--- Problem to solve ---
Extract exactly and only the lines of the data below, starting at the line with "a 500-class response." and stopping after the final line.

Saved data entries
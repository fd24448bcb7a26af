//! Snapshot batches pushed from a store node to central.

use crate::TimestampMs;
use serde::{Deserialize, Serialize};

/// Current-state snapshot of one product, as carried on the wire.
///
/// A batch carries one item per distinct changed product: the latest
/// value at build time, not a replay of individual mutations.
#[derive(Debug, Clone, PartialEq, Eq, Serialize, Deserialize)]
#[serde(rename_all = "camelCase")]
pub struct BatchItem {
    /// Product the snapshot describes.
    pub product_id: String,
    /// On-hand quantity at snapshot time.
    pub quantity: i64,
    /// Timestamp of the last mutation. A missing value is treated as the
    /// earliest possible time by the merge, so it always loses against an
    /// existing record.
    #[serde(default, skip_serializing_if = "Option::is_none")]
    pub updated_at: Option<TimestampMs>,
}

impl BatchItem {
    /// Creates an item with a known timestamp.
    pub fn new(product_id: impl Into<String>, quantity: i64, updated_at: TimestampMs) -> Self {
        Self {
            product_id: product_id.into(),
            quantity,
            updated_at: Some(updated_at),
        }
    }
}

/// A batch of product snapshots sent to the central merge endpoint.
#[derive(Debug, Clone, Default, PartialEq, Eq, Serialize, Deserialize)]
#[serde(rename_all = "camelCase")]
pub struct SyncBatch {
    /// One snapshot per distinct changed product.
    pub items: Vec<BatchItem>,
}

impl SyncBatch {
    /// Creates a batch from items.
    pub fn new(items: Vec<BatchItem>) -> Self {
        Self { items }
    }

    /// Creates an empty batch.
    pub fn empty() -> Self {
        Self::default()
    }

    /// Number of items in the batch.
    pub fn len(&self) -> usize {
        self.items.len()
    }

    /// Returns true if the batch carries no items.
    pub fn is_empty(&self) -> bool {
        self.items.is_empty()
    }
}
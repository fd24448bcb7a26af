//! Central-node configuration.

use std::net::SocketAddr;
use std::time::Duration;

/// Configuration for the central node.
#[derive(Debug, Clone)]
pub struct ServerConfig {
    /// Address the surrounding HTTP layer binds to.
    pub bind_addr: SocketAddr,
    /// Maximum number of items accepted per batch.
    pub max_batch: usize,
    /// Request timeout applied by the transport collaborator.
    pub request_timeout: Duration,
}

impl ServerConfig {
    /// Creates a configuration bound to `bind_addr`.
    pub fn new(bind_addr: SocketAddr) -> Self {
        Self {
            bind_addr,
            max_batch: 1_000,
            request_timeout: Duration::from_secs(30),
        }
    }

    /// Sets the maximum batch size.
    pub fn with_max_batch(mut self, max: usize) -> Self {
        self.max_batch = max;
        self
    }

    /// Sets the request timeout.
    pub fn with_request_timeout(mut self, timeout: Duration) -> Self {
        self.request_timeout = timeout;
        self
    }
}

impl Default for ServerConfig {
    fn default() -> Self {
        Self::new(SocketAddr::from(([127, 0, 0, 1], 8081)))
    }
}
//! # Stockmesh Sync Server
//!
//! Central node for stockmesh: the last-write-wins merge endpoint and the
//! reconciled stock view behind it.
//!
//! This crate provides:
//! - [`LwwMerger`] applying snapshot batches with LWW semantics
//! - [`RequestHandler`] validating and serving pull and lookup requests
//! - [`CentralServer`], a routing-free facade the HTTP layer wraps
//!
//! ## Key Invariants
//!
//! - Strictly newer timestamps win; ties keep the existing record
//! - A missing incoming timestamp is treated as the earliest value
//! - A batch merges atomically: readers see none or all of its effects
//! - `received == applied + skipped` for every merge

#![deny(unsafe_code)]
#![warn(missing_docs)]

mod config;
mod error;
mod handler;
mod merge;
mod server;

pub use config::ServerConfig;
pub use error::{ServerError, ServerResult};
pub use handler::{HandlerContext, RequestHandler};
pub use merge::{CentralStockRecord, LwwMerger};
pub use server::CentralServer;
//! Store-node request and response bodies.
//!
//! These are the JSON shapes of the store's own HTTP surface, as opposed
//! to the batch types exchanged between nodes. The HTTP routing that
//! carries them is an external layer; this crate only fixes the wire
//! format.

use crate::TimestampMs;
use serde::{Deserialize, Serialize};

/// Body of a manual stock adjustment.
#[derive(Debug, Clone, PartialEq, Eq, Serialize, Deserialize)]
#[serde(rename_all = "camelCase")]
pub struct AdjustRequest {
    /// Product to adjust.
    pub product_id: String,
    /// Signed quantity delta. Zero is rejected at the boundary.
    pub delta: i64,
}

/// Body shared by the allocate, commit and release endpoints.
#[derive(Debug, Clone, PartialEq, Eq, Serialize, Deserialize)]
#[serde(rename_all = "camelCase")]
pub struct ReservationRequest {
    /// Order the reservation belongs to.
    pub order_id: String,
    /// Product to reserve.
    pub product_id: String,
    /// Units requested. Must be positive.
    pub quantity: i64,
}

/// Stock snapshot returned by lookups and adjustments.
#[derive(Debug, Clone, PartialEq, Eq, Serialize, Deserialize)]
#[serde(rename_all = "camelCase")]
pub struct StockResponse {
    /// Product the snapshot describes.
    pub product_id: String,
    /// On-hand quantity at snapshot time.
    pub quantity: i64,
    /// Timestamp of the last mutation.
    pub updated_at: TimestampMs,
}

/// Outcome of a reservation transition.
#[derive(Debug, Clone, PartialEq, Eq, Serialize, Deserialize)]
#[serde(rename_all = "camelCase")]
pub struct ReservationResponse {
    /// `ALLOCATED`, `COMMITTED` or `RELEASED`.
    pub status: String,
    /// Product the transition acted on.
    pub product_id: String,
    /// On-hand quantity after the transition.
    pub on_hand: i64,
    /// Allocated quantity after the transition.
    pub allocated: i64,
    /// Timestamp stamped by the transition.
    pub updated_at: TimestampMs,
}

#[cfg(test)]
mod tests {
    use super::*;
    use crate::codec::{from_json, to_json};

    #[test]
    fn request_bodies_are_camel_case() {
        let adjust: AdjustRequest = from_json(r#"{"productId":"SKU-1","delta":-3}"#).unwrap();
        assert_eq!(adjust.product_id, "SKU-1");
        assert_eq!(adjust.delta, -3);

        let reservation: ReservationRequest =
            from_json(r#"{"orderId":"ORD-1","productId":"SKU-1","quantity":2}"#).unwrap();
        assert_eq!(reservation.order_id, "ORD-1");
        assert_eq!(reservation.quantity, 2);
    }

    #[test]
    fn reservation_response_round_trip() {
        let response = ReservationResponse {
            status: "ALLOCATED".into(),
            product_id: "SKU-1".into(),
            on_hand: 10,
            allocated: 4,
            updated_at: 1_000,
        };
        let json = to_json(&response).unwrap();
        assert!(json.contains("\"status\":\"ALLOCATED\""));
        assert!(json.contains("\"onHand\":10"));
        assert!(json.contains("\"allocated\":4"));

        let back: ReservationResponse = from_json(&json).unwrap();
        assert_eq!(back, response);
    }

    #[test]
    fn stock_response_field_names() {
        let response = StockResponse {
            product_id: "SKU-1".into(),
            quantity: 7,
            updated_at: 1_000,
        };
        let json = to_json(&response).unwrap();
        assert!(json.contains("\"productId\":\"SKU-1\""));
        assert!(json.contains("\"quantity\":7"));
        assert!(json.contains("\"updatedAt\":1000"));
    }
}
//! Error types for the central node.

use thiserror::Error;

/// Result type for central-node operations.
pub type ServerResult<T> = Result<T, ServerError>;

/// Errors that can occur while handling central-node requests.
#[derive(Debug, Error)]
pub enum ServerError {
    /// The request body was malformed or violated a batch constraint.
    #[error("invalid request: {0}")]
    InvalidRequest(String),

    /// No central record exists for the requested product.
    #[error("stock not found for product {product_id}")]
    NotFound {
        /// The unknown product.
        product_id: String,
    },

    /// Internal server error.
    #[error("internal error: {0}")]
    Internal(String),
}

impl ServerError {
    /// Returns true if this error maps to a 400-class response.
    pub fn is_client_error(&self) -> bool {
        matches!(self, ServerError::InvalidRequest(_))
    }

    /// Returns true if this error maps to a 404-class response.
    pub fn is_not_found(&self) -> bool {
        matches!(self, ServerError::NotFound { .. })
    }

    /// Returns true if this error maps to a 500-class response.
    pub fn is_server_error(&self) -> bool {
        matches!(self, ServerError::Internal(_))
    }
}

--- Answer to the problem ---
    /// Returns true if this error maps to a 500-class response.
    pub fn is_server_error(&self) -> bool {
        matches!(self, ServerError::Internal(_))
    }
}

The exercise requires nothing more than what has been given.